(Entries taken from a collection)
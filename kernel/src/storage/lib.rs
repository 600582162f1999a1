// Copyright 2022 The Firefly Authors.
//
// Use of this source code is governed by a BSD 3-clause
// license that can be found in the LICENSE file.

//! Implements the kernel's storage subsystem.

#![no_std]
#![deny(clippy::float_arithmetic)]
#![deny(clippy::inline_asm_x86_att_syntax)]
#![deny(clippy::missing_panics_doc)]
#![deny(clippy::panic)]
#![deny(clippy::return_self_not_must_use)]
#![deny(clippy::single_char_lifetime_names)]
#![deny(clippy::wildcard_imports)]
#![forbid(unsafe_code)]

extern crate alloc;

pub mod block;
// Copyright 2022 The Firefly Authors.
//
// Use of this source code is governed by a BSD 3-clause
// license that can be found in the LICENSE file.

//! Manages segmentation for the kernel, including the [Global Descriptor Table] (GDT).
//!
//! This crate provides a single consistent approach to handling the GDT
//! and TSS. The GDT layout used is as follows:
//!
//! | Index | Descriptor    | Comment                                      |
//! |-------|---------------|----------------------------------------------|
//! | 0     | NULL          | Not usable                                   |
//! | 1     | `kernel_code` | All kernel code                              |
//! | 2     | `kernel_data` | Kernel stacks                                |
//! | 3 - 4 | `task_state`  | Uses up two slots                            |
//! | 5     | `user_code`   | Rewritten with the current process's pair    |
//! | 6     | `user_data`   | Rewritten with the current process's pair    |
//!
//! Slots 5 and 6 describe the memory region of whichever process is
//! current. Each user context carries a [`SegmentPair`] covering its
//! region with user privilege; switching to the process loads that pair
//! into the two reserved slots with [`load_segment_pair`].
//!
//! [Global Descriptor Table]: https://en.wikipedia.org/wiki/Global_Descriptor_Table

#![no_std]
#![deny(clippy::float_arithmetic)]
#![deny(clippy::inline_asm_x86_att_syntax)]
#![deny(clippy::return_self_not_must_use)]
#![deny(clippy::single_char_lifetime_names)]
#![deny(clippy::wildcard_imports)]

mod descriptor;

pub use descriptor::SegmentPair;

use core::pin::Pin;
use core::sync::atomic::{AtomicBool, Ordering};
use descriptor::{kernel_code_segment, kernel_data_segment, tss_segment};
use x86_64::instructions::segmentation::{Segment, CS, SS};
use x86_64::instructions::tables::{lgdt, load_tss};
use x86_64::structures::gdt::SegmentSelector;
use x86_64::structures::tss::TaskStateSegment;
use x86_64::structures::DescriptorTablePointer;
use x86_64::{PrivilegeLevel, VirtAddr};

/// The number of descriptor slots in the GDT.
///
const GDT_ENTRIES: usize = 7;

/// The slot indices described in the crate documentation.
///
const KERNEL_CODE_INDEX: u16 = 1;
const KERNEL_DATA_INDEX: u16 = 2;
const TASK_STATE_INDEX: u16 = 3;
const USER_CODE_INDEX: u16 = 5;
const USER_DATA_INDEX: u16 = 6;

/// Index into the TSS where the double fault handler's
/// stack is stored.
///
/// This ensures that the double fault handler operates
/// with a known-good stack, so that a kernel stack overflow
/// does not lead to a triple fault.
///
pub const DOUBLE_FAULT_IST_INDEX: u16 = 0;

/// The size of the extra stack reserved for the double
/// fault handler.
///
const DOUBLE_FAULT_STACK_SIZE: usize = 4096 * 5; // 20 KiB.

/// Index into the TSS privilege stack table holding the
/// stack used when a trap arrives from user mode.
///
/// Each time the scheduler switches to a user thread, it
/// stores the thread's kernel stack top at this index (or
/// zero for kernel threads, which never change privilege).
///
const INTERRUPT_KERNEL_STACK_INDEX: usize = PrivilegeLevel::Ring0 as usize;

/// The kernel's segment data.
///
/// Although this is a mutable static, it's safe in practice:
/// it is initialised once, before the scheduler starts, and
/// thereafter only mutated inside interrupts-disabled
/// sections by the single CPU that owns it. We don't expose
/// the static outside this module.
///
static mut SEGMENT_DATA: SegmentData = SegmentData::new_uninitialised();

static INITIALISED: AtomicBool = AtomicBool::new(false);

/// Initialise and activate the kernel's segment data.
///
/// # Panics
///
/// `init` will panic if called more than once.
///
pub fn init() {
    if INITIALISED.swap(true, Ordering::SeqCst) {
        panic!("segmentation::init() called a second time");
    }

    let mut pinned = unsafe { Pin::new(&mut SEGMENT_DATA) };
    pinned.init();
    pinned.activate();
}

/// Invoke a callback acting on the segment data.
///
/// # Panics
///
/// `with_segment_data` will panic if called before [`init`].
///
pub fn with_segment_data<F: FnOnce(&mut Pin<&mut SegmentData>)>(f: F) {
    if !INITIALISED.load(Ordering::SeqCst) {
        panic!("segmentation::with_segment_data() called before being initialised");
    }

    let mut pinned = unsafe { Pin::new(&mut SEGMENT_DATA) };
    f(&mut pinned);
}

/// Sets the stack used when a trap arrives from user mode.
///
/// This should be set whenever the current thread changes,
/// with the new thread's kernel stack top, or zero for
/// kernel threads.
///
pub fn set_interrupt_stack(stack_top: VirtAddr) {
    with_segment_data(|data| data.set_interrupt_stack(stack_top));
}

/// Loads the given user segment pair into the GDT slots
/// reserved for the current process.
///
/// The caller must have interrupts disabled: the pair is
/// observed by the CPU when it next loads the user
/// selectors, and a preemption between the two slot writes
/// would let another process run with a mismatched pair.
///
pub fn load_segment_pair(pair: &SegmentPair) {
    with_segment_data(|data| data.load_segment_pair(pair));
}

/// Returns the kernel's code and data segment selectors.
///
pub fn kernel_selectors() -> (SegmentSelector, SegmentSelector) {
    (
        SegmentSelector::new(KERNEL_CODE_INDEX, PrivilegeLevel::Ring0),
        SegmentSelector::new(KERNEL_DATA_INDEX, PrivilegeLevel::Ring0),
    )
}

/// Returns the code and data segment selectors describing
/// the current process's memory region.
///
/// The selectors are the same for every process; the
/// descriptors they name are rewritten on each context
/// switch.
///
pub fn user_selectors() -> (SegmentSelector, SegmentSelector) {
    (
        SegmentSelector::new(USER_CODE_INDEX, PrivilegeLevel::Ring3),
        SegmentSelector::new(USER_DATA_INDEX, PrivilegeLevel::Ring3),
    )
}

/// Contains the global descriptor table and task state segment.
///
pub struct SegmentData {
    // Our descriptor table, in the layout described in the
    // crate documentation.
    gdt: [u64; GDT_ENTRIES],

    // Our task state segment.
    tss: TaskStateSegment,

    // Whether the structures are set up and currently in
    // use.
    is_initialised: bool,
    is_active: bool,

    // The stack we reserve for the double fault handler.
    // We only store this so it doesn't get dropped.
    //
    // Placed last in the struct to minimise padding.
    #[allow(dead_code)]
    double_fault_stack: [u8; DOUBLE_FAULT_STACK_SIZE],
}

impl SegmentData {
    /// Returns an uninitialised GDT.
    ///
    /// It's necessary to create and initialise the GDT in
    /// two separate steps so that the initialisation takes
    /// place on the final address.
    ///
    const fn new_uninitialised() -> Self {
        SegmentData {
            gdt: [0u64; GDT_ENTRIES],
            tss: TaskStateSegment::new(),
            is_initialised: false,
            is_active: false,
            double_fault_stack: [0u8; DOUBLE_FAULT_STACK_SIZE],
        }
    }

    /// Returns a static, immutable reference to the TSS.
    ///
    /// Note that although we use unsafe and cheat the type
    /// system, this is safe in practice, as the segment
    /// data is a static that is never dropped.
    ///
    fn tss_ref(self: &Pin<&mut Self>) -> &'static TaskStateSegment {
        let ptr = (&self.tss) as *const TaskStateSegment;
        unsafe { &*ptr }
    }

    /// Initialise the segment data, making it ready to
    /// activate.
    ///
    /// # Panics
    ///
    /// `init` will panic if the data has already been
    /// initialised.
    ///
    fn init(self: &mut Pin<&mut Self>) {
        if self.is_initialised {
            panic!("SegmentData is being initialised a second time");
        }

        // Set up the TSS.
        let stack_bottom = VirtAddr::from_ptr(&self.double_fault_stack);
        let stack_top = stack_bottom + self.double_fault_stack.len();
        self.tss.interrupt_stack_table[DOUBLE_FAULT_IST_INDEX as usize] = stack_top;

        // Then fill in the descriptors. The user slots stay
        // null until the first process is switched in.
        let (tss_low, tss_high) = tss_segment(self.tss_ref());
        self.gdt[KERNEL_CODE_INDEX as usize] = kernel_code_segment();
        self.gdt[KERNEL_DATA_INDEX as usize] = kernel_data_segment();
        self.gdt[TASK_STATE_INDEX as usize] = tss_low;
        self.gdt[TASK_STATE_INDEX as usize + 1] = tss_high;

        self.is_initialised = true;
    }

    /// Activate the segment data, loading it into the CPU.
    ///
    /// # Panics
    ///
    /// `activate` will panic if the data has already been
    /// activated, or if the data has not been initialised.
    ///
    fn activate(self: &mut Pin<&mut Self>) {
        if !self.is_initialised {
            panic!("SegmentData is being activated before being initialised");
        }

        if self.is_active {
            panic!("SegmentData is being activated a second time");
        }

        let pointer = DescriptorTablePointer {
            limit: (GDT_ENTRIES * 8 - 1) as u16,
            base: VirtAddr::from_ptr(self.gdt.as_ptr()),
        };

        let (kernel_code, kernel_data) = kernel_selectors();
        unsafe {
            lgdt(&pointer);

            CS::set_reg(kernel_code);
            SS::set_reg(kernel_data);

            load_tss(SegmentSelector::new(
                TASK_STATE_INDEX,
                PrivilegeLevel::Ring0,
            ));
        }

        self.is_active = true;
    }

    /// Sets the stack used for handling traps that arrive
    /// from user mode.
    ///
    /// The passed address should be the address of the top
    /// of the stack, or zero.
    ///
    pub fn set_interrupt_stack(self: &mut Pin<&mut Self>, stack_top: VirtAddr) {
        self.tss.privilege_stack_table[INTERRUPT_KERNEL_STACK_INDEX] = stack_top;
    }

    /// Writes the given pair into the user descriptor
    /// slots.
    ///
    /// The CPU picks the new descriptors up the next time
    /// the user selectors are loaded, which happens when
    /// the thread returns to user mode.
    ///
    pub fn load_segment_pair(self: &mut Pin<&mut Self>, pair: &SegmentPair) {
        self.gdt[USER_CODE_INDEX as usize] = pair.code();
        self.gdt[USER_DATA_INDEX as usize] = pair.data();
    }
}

==

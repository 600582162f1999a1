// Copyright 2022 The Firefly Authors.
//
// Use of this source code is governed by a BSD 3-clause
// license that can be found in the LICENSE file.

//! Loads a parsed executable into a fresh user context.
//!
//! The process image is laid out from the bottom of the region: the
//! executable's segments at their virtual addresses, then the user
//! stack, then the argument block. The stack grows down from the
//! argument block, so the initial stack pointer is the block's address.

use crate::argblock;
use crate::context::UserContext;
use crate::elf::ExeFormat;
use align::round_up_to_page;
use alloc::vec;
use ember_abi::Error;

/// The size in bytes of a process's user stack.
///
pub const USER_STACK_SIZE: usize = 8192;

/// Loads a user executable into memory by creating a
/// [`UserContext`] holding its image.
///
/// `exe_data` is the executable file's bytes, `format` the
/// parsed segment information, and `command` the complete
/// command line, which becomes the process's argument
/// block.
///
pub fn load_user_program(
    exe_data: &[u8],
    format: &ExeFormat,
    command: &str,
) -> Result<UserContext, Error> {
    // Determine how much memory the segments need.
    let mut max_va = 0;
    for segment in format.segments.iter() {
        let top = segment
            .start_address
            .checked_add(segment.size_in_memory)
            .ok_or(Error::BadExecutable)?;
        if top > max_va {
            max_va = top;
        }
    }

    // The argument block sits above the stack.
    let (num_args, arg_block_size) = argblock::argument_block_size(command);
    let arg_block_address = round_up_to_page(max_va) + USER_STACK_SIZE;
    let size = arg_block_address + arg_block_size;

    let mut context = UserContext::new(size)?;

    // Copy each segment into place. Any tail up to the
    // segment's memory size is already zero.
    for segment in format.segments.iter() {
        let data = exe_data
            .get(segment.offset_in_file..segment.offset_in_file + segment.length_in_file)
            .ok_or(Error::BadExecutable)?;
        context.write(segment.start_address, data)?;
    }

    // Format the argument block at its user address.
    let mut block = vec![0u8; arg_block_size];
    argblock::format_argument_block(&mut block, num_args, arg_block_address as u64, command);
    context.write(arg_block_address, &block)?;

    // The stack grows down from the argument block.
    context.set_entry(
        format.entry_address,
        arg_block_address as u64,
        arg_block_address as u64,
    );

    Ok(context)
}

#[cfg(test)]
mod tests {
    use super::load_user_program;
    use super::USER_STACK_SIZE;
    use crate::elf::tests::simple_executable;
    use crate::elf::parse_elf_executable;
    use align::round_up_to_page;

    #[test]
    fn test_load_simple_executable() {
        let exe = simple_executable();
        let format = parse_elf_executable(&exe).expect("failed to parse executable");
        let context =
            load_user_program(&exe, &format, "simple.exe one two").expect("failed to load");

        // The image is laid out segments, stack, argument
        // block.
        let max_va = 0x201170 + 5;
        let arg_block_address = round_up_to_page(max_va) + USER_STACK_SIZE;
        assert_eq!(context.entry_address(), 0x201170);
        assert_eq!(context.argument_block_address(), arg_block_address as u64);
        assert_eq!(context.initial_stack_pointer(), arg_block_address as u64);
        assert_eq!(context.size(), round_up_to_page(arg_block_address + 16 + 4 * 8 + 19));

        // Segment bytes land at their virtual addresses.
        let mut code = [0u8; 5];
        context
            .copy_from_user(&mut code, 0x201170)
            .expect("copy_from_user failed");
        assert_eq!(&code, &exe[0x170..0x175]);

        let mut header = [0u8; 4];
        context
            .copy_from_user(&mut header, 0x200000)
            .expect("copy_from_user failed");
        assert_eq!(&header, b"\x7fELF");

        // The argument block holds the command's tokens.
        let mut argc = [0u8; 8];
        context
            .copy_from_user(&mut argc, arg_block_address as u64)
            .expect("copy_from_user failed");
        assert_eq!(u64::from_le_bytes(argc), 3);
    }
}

---

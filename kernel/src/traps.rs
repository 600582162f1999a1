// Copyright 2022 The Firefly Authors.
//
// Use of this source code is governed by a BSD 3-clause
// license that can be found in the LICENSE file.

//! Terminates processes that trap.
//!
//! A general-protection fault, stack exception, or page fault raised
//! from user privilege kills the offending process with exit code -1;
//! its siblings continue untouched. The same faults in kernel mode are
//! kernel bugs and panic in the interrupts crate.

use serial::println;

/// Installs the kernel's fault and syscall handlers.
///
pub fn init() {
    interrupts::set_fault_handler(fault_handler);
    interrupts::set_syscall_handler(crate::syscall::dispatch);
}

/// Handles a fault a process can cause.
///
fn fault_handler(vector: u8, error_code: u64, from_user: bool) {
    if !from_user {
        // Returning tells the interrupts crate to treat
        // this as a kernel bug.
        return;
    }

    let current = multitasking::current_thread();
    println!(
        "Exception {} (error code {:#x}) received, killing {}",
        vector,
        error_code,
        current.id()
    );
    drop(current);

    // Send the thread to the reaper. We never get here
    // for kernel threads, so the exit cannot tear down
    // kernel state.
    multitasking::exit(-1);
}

| WHAT THE EXERCISE ASKS |
Go through the data and show every line where "DescriptorTablePointer" occurs.

| SOLUTION FOR THIS TASK |
use x86_64::structures::DescriptorTablePointer;
        let pointer = DescriptorTablePointer {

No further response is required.